PROBLEM DETAILS »
Would you transcribe the line that holds "pub mod snapshot;" and all the lines below it, through the final one, exactly and with nothing else?

** PROVIDED DATA follows **

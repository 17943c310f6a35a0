//! rpgtop - live PostgreSQL monitor library.
//!
//! This library provides the core functionality shared between:
//! - `rpgtop` - top-like screen with per-second rates of statistics views
//! - `rpgprofile` - wait-event profiler for a single backend

pub mod collector;
pub mod profile;
pub mod snapshot;
pub mod tui;
pub mod util;
pub mod view;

** End of PROVIDED DATA **

RESULT FOR THIS TASK »
pub mod snapshot;
pub mod tui;
pub mod util;
pub mod view;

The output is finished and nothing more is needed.